Thin Mint and White Chocolate Mousse Brownie Cake

packaged brownie mix (enough for one 8" x 8" pan)
1 envelope Knox gelatin
1/2 cup half and half
1 cup white chocolate morsels
2 cups heavy whipping cream
1/2 cup powdered sugar
18 Thin Mint or Grasshopper cookies, coarsely crushed

Make brownie mix according to directions and pour into a 10" springform pan. Bake at 325 degrees for 25 minutes. Brownie will be soft. Remove from oven and cool in refrigerator for 15 minutes while making filling.

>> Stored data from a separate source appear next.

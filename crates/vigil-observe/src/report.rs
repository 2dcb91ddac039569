//! PASS/FAIL report lines.

use vigil_core::{Decision, Mode, Verdict};

use crate::sink::SharedSink;

/// Render a report line: `STATUS: <operation> observed: <description>`.
pub fn format_report(verdict: Verdict, operation: &str, description: &str) -> String {
    format!("{}: {} observed: {}", verdict, operation, description)
}

/// Writes observation outcomes to a sink at the severity the mode dictates.
#[derive(Clone)]
pub struct ReportLogger {
    sink: SharedSink,
    mode: Mode,
}

impl ReportLogger {
    /// Create a report logger for the given mode.
    pub fn new(sink: SharedSink, mode: Mode) -> Self {
        Self { sink, mode }
    }

    /// Get the mode reports are logged under.
    pub fn mode(&self) -> Mode {
        self.mode
    }

    /// Get the underlying sink.
    pub fn sink(&self) -> &SharedSink {
        &self.sink
    }

    /// Log an outcome and return the policy decision for it.
    pub fn report(&self, operation: &str, verdict: Verdict, description: &str) -> Decision {
        let decision = self.mode.decide(verdict);
        self.sink.log(
            decision.severity,
            &format_report(verdict, operation, description),
        );
        decision
    }

    /// Log a plain informational line.
    pub fn note(&self, message: &str) {
        self.sink.info(message);
    }
}

impl std::fmt::Debug for ReportLogger {
    fn fmt(&self, f: &mut std::fmt::Formatter<'_>) -> std::fmt::Result {
        f.debug_struct("ReportLogger")
            .field("mode", &self.mode)
            .finish_non_exhaustive()
    }
}
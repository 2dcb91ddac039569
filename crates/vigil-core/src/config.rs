//! Configuration types for Vigil observers.
//!
//! An [`ObserverConfig`] can be built in code with the `with_*` methods or
//! loaded from TOML:
//!
//! ```
//! use vigil_core::{Mode, ObserverConfig};
//!
//! let config = ObserverConfig::from_toml_str(
//!     r#"
//!     mode = "asserting"
//!     use_event_tracer = false
//!     default_timeout_secs = 0.5
//!     "#,
//! )
//! .unwrap();
//!
//! assert_eq!(config.mode, Mode::Asserting);
//! ```

use std::time::Duration;

use serde::{Deserialize, Serialize};

use crate::error::{ObserverError, Result};
use crate::mode::Mode;

/// Configuration for an observer.
#[derive(Debug, Clone, PartialEq, Serialize, Deserialize)]
#[serde(default, deny_unknown_fields)]
pub struct ObserverConfig {
    /// Behavior mode for observations.
    ///
    /// Defaults to [`Mode::Reporting`].
    pub mode: Mode,

    /// Whether the observer creates its own event tracer.
    ///
    /// Ignored when a tracer is supplied explicitly. Defaults to `true`.
    pub use_event_tracer: bool,

    /// Timeout used by the `*_default` observation helpers, in seconds.
    ///
    /// Defaults to 1 second.
    pub default_timeout_secs: f64,
}

impl Default for ObserverConfig {
    fn default() -> Self {
        Self {
            mode: Mode::Reporting,
            use_event_tracer: true,
            default_timeout_secs: 1.0,
        }
    }
}

impl ObserverConfig {
    /// Create a configuration with default values.
    pub fn new() -> Self {
        Self::default()
    }

    /// Configuration for a reporting observer.
    pub fn reporting() -> Self {
        Self::default().with_mode(Mode::Reporting)
    }

    /// Configuration for an asserting observer.
    pub fn asserting() -> Self {
        Self::default().with_mode(Mode::Asserting)
    }

    /// Set the mode.
    pub fn with_mode(mut self, mode: Mode) -> Self {
        self.mode = mode;
        self
    }

    /// Enable or disable the observer-owned event tracer.
    pub fn with_event_tracer(mut self, enabled: bool) -> Self {
        self.use_event_tracer = enabled;
        self
    }

    /// Set the default observation timeout.
    pub fn with_default_timeout(mut self, timeout: Duration) -> Self {
        self.default_timeout_secs = timeout.as_secs_f64();
        self
    }

    /// Get the default observation timeout.
    ///
    /// Invalid values (negative, NaN or infinite) fall back to zero; call
    /// [`validate`](Self::validate) to reject them up front.
    pub fn default_timeout(&self) -> Duration {
        Duration::try_from_secs_f64(self.default_timeout_secs).unwrap_or(Duration::ZERO)
    }

    /// Check the configuration for invalid values.
    pub fn validate(&self) -> Result<()> {
        let secs = self.default_timeout_secs;
        if !secs.is_finite() || secs <= 0.0 {
            return Err(ObserverError::InvalidConfig(format!(
                "default_timeout_secs must be a positive number of seconds, got {secs}"
            )));
        }
        Ok(())
    }

    /// Parse and validate a configuration from TOML text.
    pub fn from_toml_str(text: &str) -> Result<Self> {
        let config: Self =
            toml::from_str(text).map_err(|e| ObserverError::InvalidConfig(e.to_string()))?;
        config.validate()?;
        tracing::debug!(mode = %config.mode, "Loaded observer configuration");
        Ok(config)
    }
}
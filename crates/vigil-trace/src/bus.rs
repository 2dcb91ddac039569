//! In-process event bus that devices publish attribute changes on.

use std::sync::{Arc, Weak};

use parking_lot::RwLock;

use crate::event::ChangeEvent;

/// Receiver of published change events.
pub trait ChangeListener: Send + Sync {
    /// Called for every event published on the bus.
    fn on_change(&self, event: &ChangeEvent);
}

/// Fan-out of change events to registered listeners.
///
/// Listeners are held weakly: dropping the last strong reference to a
/// listener unregisters it.
#[derive(Default)]
pub struct EventBus {
    listeners: RwLock<Vec<Weak<dyn ChangeListener>>>,
}

impl EventBus {
    /// Create a new event bus.
    pub fn new() -> Self {
        Self::default()
    }

    /// Create a new shared event bus.
    pub fn shared() -> Arc<Self> {
        Arc::new(Self::new())
    }

    /// Register a listener.
    pub fn register<L: ChangeListener + 'static>(&self, listener: &Arc<L>) {
        let weak: Weak<dyn ChangeListener> = Arc::downgrade(listener) as Weak<dyn ChangeListener>;
        self.listeners.write().push(weak);
    }

    /// Get the number of live listeners.
    pub fn listener_count(&self) -> usize {
        self.listeners
            .read()
            .iter()
            .filter(|l| l.strong_count() > 0)
            .count()
    }

    /// Deliver an event to all live listeners.
    pub fn publish(&self, event: ChangeEvent) {
        tracing::trace!(
            device = %event.device,
            attribute = %event.attribute,
            value = %event.value,
            "Publishing change event"
        );

        let mut stale = false;
        {
            let listeners = self.listeners.read();
            for listener in listeners.iter() {
                match listener.upgrade() {
                    Some(listener) => listener.on_change(&event),
                    None => stale = true,
                }
            }
        }

        if stale {
            self.listeners.write().retain(|l| l.strong_count() > 0);
        }
    }
}

impl std::fmt::Debug for EventBus {
    fn fmt(&self, f: &mut std::fmt::Formatter<'_>) -> std::fmt::Result {
        f.debug_struct("EventBus")
            .field("listener_count", &self.listener_count())
            .finish()
    }
}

Place gelatin and half and half in small saucepan. Allow to soften for 5 minutes. Heat on low and stir for 2 minutes until gelatin is melted. Remove from heat.

Place white chocolate morsels in bowl and melt on low in microwave for 1 minute. They should be slightly softened.

Pour heavy cream in mixer bowl of electric mixer. Beat on medium speed until soft peaks form, add powdered sugar, softened white chocolate morsels and gelatin mixture. Beat on medium speed until stiff peaks form, about another minute. Fold in the crushed cookies. Pour filling into pan with brownie base.

Refrigerate for at least 4 hours and up to 24 hours. Remove outer ring from spring form pan using a warmed knife to loosed cake from the ring. Serves 12.